++++ PROVIDED RECORDS

//! Form payloads and their validation.
//!
//! Validation collects one message per failing field so the view can render
//! every problem inline at once.

use std::collections::BTreeMap;
use std::sync::LazyLock;

use pharmacart_core::{CustomerInfo, Email};
use regex::Regex;
use secrecy::{ExposeSecret, SecretString};
use serde::Deserialize;

static PHONE_RE: LazyLock<Regex> =
    LazyLock::new(|| Regex::new(r"^[0-9]{10}$").expect("Invalid regex"));
static CARD_NUMBER_RE: LazyLock<Regex> =
    LazyLock::new(|| Regex::new(r"^[0-9]{16}$").expect("Invalid regex"));
static EXPIRY_RE: LazyLock<Regex> =
    LazyLock::new(|| Regex::new(r"^(0[1-9]|1[0-2])/[0-9]{2}$").expect("Invalid regex"));
static CVV_RE: LazyLock<Regex> = LazyLock::new(|| Regex::new(r"^[0-9]{3}$").expect("Invalid regex"));

/// Validation messages keyed by form field name.
#[derive(Debug, Clone, Default, PartialEq, Eq)]
pub struct FieldErrors(BTreeMap<&'static str, &'static str>);

impl FieldErrors {
    #[must_use]
    pub fn new() -> Self {
        Self::default()
    }

    /// Record `message` for `field` when `failed` holds.
    fn check(&mut self, failed: bool, field: &'static str, message: &'static str) {
        if failed {
            self.0.insert(field, message);
        }
    }

    /// Message for `field`, if it failed validation.
    #[must_use]
    pub fn get(&self, field: &str) -> Option<&'static str> {
        self.0.get(field).copied()
    }

    #[must_use]
    pub fn is_empty(&self) -> bool {
        self.0.is_empty()
    }

    /// `Err(self)` if any field failed.
    fn into_result(self) -> Result<(), Self> {
        if self.is_empty() { Ok(()) } else { Err(self) }
    }
}

fn blank(value: &str) -> bool {
    value.trim().is_empty()
}

/// Delivery details submitted on the checkout page.
#[derive(Debug, Clone, Default, Deserialize)]
pub struct DeliveryForm {
    #[serde(default)]
    pub first_name: String,
    #[serde(default)]
    pub last_name: String,
    #[serde(default)]
    pub email: String,
    #[serde(default)]
    pub phone: String,
    #[serde(default)]
    pub address: String,
}

impl DeliveryForm {
    /// Validate every field and build the customer record.
    ///
    /// # Errors
    ///
    /// Returns the messages for every field that failed.
    pub fn validate(&self) -> Result<CustomerInfo, FieldErrors> {
        let mut errors = FieldErrors::new();
        let email = Email::parse(&self.email);
        let phone = self.phone.trim();

        errors.check(blank(&self.first_name), "first_name", "Please provide your first name.");
        errors.check(blank(&self.last_name), "last_name", "Please provide your last name.");
        errors.check(email.is_err(), "email", "Please provide a valid email.");
        errors.check(
            !PHONE_RE.is_match(phone),
            "phone",
            "Please provide a valid 10-digit phone number.",
        );
        errors.check(blank(&self.address), "address", "Please provide your delivery address.");

        match email {
            Ok(email) if errors.is_empty() => Ok(CustomerInfo {
                first_name: self.first_name.trim().to_string(),
                last_name: self.last_name.trim().to_string(),
                email,
                phone: phone.to_string(),
                address: self.address.trim().to_string(),
            }),
            _ => Err(errors),
        }
    }
}

/// Card details plus the delivery details carried over from the first step.
///
/// Card fields are validated and then dropped; they are never stored.
#[derive(Debug, Deserialize)]
pub struct PaymentForm {
    #[serde(flatten)]
    pub delivery: DeliveryForm,
    #[serde(default)]
    pub card_number: String,
    #[serde(default)]
    pub expiry: String,
    pub cvv: SecretString,
}

impl PaymentForm {
    /// Validate the card fields.
    ///
    /// # Errors
    ///
    /// Returns the messages for every card field that failed.
    pub fn validate_card(&self) -> Result<(), FieldErrors> {
        let mut errors = FieldErrors::new();
        errors.check(
            !CARD_NUMBER_RE.is_match(self.card_number.trim()),
            "card_number",
            "Please enter a valid 16-digit card number.",
        );
        errors.check(
            !EXPIRY_RE.is_match(self.expiry.trim()),
            "expiry",
            "Please enter the expiry date as MM/YY.",
        );
        errors.check(
            !CVV_RE.is_match(self.cvv.expose_secret().trim()),
            "cvv",
            "Please enter the 3-digit CVV.",
        );
        errors.into_result()
    }
}

/// Login form data.
#[derive(Debug, Deserialize)]
pub struct LoginForm {
    #[serde(default)]
    pub email: String,
    pub password: SecretString,
}

/// Registration form data.
#[derive(Debug, Deserialize)]
pub struct RegisterForm {
    #[serde(default)]
    pub name: String,
    #[serde(default)]
    pub email: String,
    pub password: SecretString,
    pub password_confirm: SecretString,
}

impl RegisterForm {
    /// Validate the fields and return the parsed email.
    ///
    /// # Errors
    ///
    /// Returns the messages for every field that failed. A confirmation
    /// mismatch is reported under `password_confirm`.
    pub fn validate(&self) -> Result<Email, FieldErrors> {
        let mut errors = FieldErrors::new();
        let email = Email::parse(&self.email);
        let password = self.password.expose_secret();

        errors.check(blank(&self.name), "name", "Please provide your name.");
        errors.check(email.is_err(), "email", "Please provide a valid email.");
        errors.check(password.is_empty(), "password", "Please provide a password.");
        errors.check(
            password != self.password_confirm.expose_secret(),
            "password_confirm",
            "Passwords do not match",
        );

        match email {
            Ok(email) if errors.is_empty() => Ok(email),
            _ => Err(errors),
        }
    }
}

#[cfg(test)]
#[allow(clippy::unwrap_used)]
mod tests {
    use super::*;

    fn delivery() -> DeliveryForm {
        DeliveryForm {
            first_name: "Asha".to_string(),
            last_name: "Rao".to_string(),
            email: "asha@example.com".to_string(),
            phone: "9876543210".to_string(),
            address: "12 MG Road, Bengaluru".to_string(),
        }
    }

    fn card(number: &str, expiry: &str, cvv: &str) -> PaymentForm {
        PaymentForm {
            delivery: delivery(),
            card_number: number.to_string(),
            expiry: expiry.to_string(),
            cvv: SecretString::from(cvv.to_string()),
        }
    }

    #[test]
    fn test_valid_delivery_form() {
        let info = delivery().validate().unwrap();
        assert_eq!(info.full_name(), "Asha Rao");
        assert_eq!(info.phone, "9876543210");
    }

    #[test]
    fn test_delivery_form_reports_every_field() {
        let errors = DeliveryForm::default().validate().unwrap_err();
        for field in ["first_name", "last_name", "email", "phone", "address"] {
            assert!(errors.get(field).is_some(), "{field} should fail");
        }
    }

    #[test]
    fn test_phone_must_be_ten_digits() {
        for phone in ["987654321", "98765432100", "98765-4321", "abcdefghij"] {
            let form = DeliveryForm {
                phone: phone.to_string(),
                ..delivery()
            };
            let errors = form.validate().unwrap_err();
            assert_eq!(
                errors.get("phone"),
                Some("Please provide a valid 10-digit phone number.")
            );
            assert!(errors.get("email").is_none());
        }
    }

    #[test]
    fn test_card_validation() {
        assert!(card("4111111111111111", "12/29", "123").validate_card().is_ok());

        let errors = card("4111 1111 1111 1111", "13/29", "12").validate_card().unwrap_err();
        assert!(errors.get("card_number").is_some());
        assert!(errors.get("expiry").is_some());
        assert!(errors.get("cvv").is_some());

        assert!(card("4111111111111111", "00/29", "123").validate_card().is_err());
        assert!(card("4111111111111111", "1/29", "123").validate_card().is_err());
    }

    #[test]
    fn test_register_password_mismatch() {
        let form = RegisterForm {
            name: "Asha".to_string(),
            email: "asha@example.com".to_string(),
            password: SecretString::from("one".to_string()),
            password_confirm: SecretString::from("two".to_string()),
        };
        let errors = form.validate().unwrap_err();
        assert_eq!(errors.get("password_confirm"), Some("Passwords do not match"));
        assert!(errors.get("email").is_none());
    }
}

++++++++

= ASSIGNMENT =
Every record is to be retyped exactly as given.

= EXERCISE OUTPUT =
//! Form payloads and their validation.
//!
//! Validation collects one message per failing field so the view can render
//! every problem inline at once.

use std::collections::BTreeMap;
use std::sync::LazyLock;

use pharmacart_core::{CustomerInfo, Email};
use regex::Regex;
use secrecy::{ExposeSecret, SecretString};
use serde::Deserialize;

static PHONE_RE: LazyLock<Regex> =
    LazyLock::new(|| Regex::new(r"^[0-9]{10}$").expect("Invalid regex"));
static CARD_NUMBER_RE: LazyLock<Regex> =
    LazyLock::new(|| Regex::new(r"^[0-9]{16}$").expect("Invalid regex"));
static EXPIRY_RE: LazyLock<Regex> =
    LazyLock::new(|| Regex::new(r"^(0[1-9]|1[0-2])/[0-9]{2}$").expect("Invalid regex"));
static CVV_RE: LazyLock<Regex> = LazyLock::new(|| Regex::new(r"^[0-9]{3}$").expect("Invalid regex"));

/// Validation messages keyed by form field name.
#[derive(Debug, Clone, Default, PartialEq, Eq)]
pub struct FieldErrors(BTreeMap<&'static str, &'static str>);

impl FieldErrors {
    #[must_use]
    pub fn new() -> Self {
        Self::default()
    }

    /// Record `message` for `field` when `failed` holds.
    fn check(&mut self, failed: bool, field: &'static str, message: &'static str) {
        if failed {
            self.0.insert(field, message);
        }
    }

    /// Message for `field`, if it failed validation.
    #[must_use]
    pub fn get(&self, field: &str) -> Option<&'static str> {
        self.0.get(field).copied()
    }

    #[must_use]
    pub fn is_empty(&self) -> bool {
        self.0.is_empty()
    }

    /// `Err(self)` if any field failed.
    fn into_result(self) -> Result<(), Self> {
        if self.is_empty() { Ok(()) } else { Err(self) }
    }
}

fn blank(value: &str) -> bool {
    value.trim().is_empty()
}

/// Delivery details submitted on the checkout page.
#[derive(Debug, Clone, Default, Deserialize)]
pub struct DeliveryForm {
    #[serde(default)]
    pub first_name: String,
    #[serde(default)]
    pub last_name: String,
    #[serde(default)]
    pub email: String,
    #[serde(default)]
    pub phone: String,
    #[serde(default)]
    pub address: String,
}

impl DeliveryForm {
    /// Validate every field and build the customer record.
    ///
    /// # Errors
    ///
    /// Returns the messages for every field that failed.
    pub fn validate(&self) -> Result<CustomerInfo, FieldErrors> {
        let mut errors = FieldErrors::new();
        let email = Email::parse(&self.email);
        let phone = self.phone.trim();

        errors.check(blank(&self.first_name), "first_name", "Please provide your first name.");
        errors.check(blank(&self.last_name), "last_name", "Please provide your last name.");
        errors.check(email.is_err(), "email", "Please provide a valid email.");
        errors.check(
            !PHONE_RE.is_match(phone),
            "phone",
            "Please provide a valid 10-digit phone number.",
        );
        errors.check(blank(&self.address), "address", "Please provide your delivery address.");

        match email {
            Ok(email) if errors.is_empty() => Ok(CustomerInfo {
                first_name: self.first_name.trim().to_string(),
                last_name: self.last_name.trim().to_string(),
                email,
                phone: phone.to_string(),
                address: self.address.trim().to_string(),
            }),
            _ => Err(errors),
        }
    }
}

/// Card details plus the delivery details carried over from the first step.
///
/// Card fields are validated and then dropped; they are never stored.
#[derive(Debug, Deserialize)]
pub struct PaymentForm {
    #[serde(flatten)]
    pub delivery: DeliveryForm,
    #[serde(default)]
    pub card_number: String,
    #[serde(default)]
    pub expiry: String,
    pub cvv: SecretString,
}

impl PaymentForm {
    /// Validate the card fields.
    ///
    /// # Errors
    ///
    /// Returns the messages for every card field that failed.
    pub fn validate_card(&self) -> Result<(), FieldErrors> {
        let mut errors = FieldErrors::new();
        errors.check(
            !CARD_NUMBER_RE.is_match(self.card_number.trim()),
            "card_number",
            "Please enter a valid 16-digit card number.",
        );
        errors.check(
            !EXPIRY_RE.is_match(self.expiry.trim()),
            "expiry",
            "Please enter the expiry date as MM/YY.",
        );
        errors.check(
            !CVV_RE.is_match(self.cvv.expose_secret().trim()),
            "cvv",
            "Please enter the 3-digit CVV.",
        );
        errors.into_result()
    }
}

/// Login form data.
#[derive(Debug, Deserialize)]
pub struct LoginForm {
    #[serde(default)]
    pub email: String,
    pub password: SecretString,
}

/// Registration form data.
#[derive(Debug, Deserialize)]
pub struct RegisterForm {
    #[serde(default)]
    pub name: String,
    #[serde(default)]
    pub email: String,
    pub password: SecretString,
    pub password_confirm: SecretString,
}

impl RegisterForm {
    /// Validate the fields and return the parsed email.
    ///
    /// # Errors
    ///
    /// Returns the messages for every field that failed. A confirmation
    /// mismatch is reported under `password_confirm`.
    pub fn validate(&self) -> Result<Email, FieldErrors> {
        let mut errors = FieldErrors::new();
        let email = Email::parse(&self.email);
        let password = self.password.expose_secret();

        errors.check(blank(&self.name), "name", "Please provide your name.");
        errors.check(email.is_err(), "email", "Please provide a valid email.");
        errors.check(password.is_empty(), "password", "Please provide a password.");
        errors.check(
            password != self.password_confirm.expose_secret(),
            "password_confirm",
            "Passwords do not match",
        );

        match email {
            Ok(email) if errors.is_empty() => Ok(email),
            _ => Err(errors),
        }
    }
}

#[cfg(test)]
#[allow(clippy::unwrap_used)]
mod tests {
    use super::*;

    fn delivery() -> DeliveryForm {
        DeliveryForm {
            first_name: "Asha".to_string(),
            last_name: "Rao".to_string(),
            email: "asha@example.com".to_string(),
            phone: "9876543210".to_string(),
            address: "12 MG Road, Bengaluru".to_string(),
        }
    }

    fn card(number: &str, expiry: &str, cvv: &str) -> PaymentForm {
        PaymentForm {
            delivery: delivery(),
            card_number: number.to_string(),
            expiry: expiry.to_string(),
            cvv: SecretString::from(cvv.to_string()),
        }
    }

    #[test]
    fn test_valid_delivery_form() {
        let info = delivery().validate().unwrap();
        assert_eq!(info.full_name(), "Asha Rao");
        assert_eq!(info.phone, "9876543210");
    }

    #[test]
    fn test_delivery_form_reports_every_field() {
        let errors = DeliveryForm::default().validate().unwrap_err();
        for field in ["first_name", "last_name", "email", "phone", "address"] {
            assert!(errors.get(field).is_some(), "{field} should fail");
        }
    }

    #[test]
    fn test_phone_must_be_ten_digits() {
        for phone in ["987654321", "98765432100", "98765-4321", "abcdefghij"] {
            let form = DeliveryForm {
                phone: phone.to_string(),
                ..delivery()
            };
            let errors = form.validate().unwrap_err();
            assert_eq!(
                errors.get("phone"),
                Some("Please provide a valid 10-digit phone number.")
            );
            assert!(errors.get("email").is_none());
        }
    }

    #[test]
    fn test_card_validation() {
        assert!(card("4111111111111111", "12/29", "123").validate_card().is_ok());

        let errors = card("4111 1111 1111 1111", "13/29", "12").validate_card().unwrap_err();
        assert!(errors.get("card_number").is_some());
        assert!(errors.get("expiry").is_some());
        assert!(errors.get("cvv").is_some());

        assert!(card("4111111111111111", "00/29", "123").validate_card().is_err());
        assert!(card("4111111111111111", "1/29", "123").validate_card().is_err());
    }

    #[test]
    fn test_register_password_mismatch() {
        let form = RegisterForm {
            name: "Asha".to_string(),
            email: "asha@example.com".to_string(),
            password: SecretString::from("one".to_string()),
            password_confirm: SecretString::from("two".to_string()),
        };
        let errors = form.validate().unwrap_err();
        assert_eq!(errors.get("password_confirm"), Some("Passwords do not match"));
        assert!(errors.get("email").is_none());
    }
}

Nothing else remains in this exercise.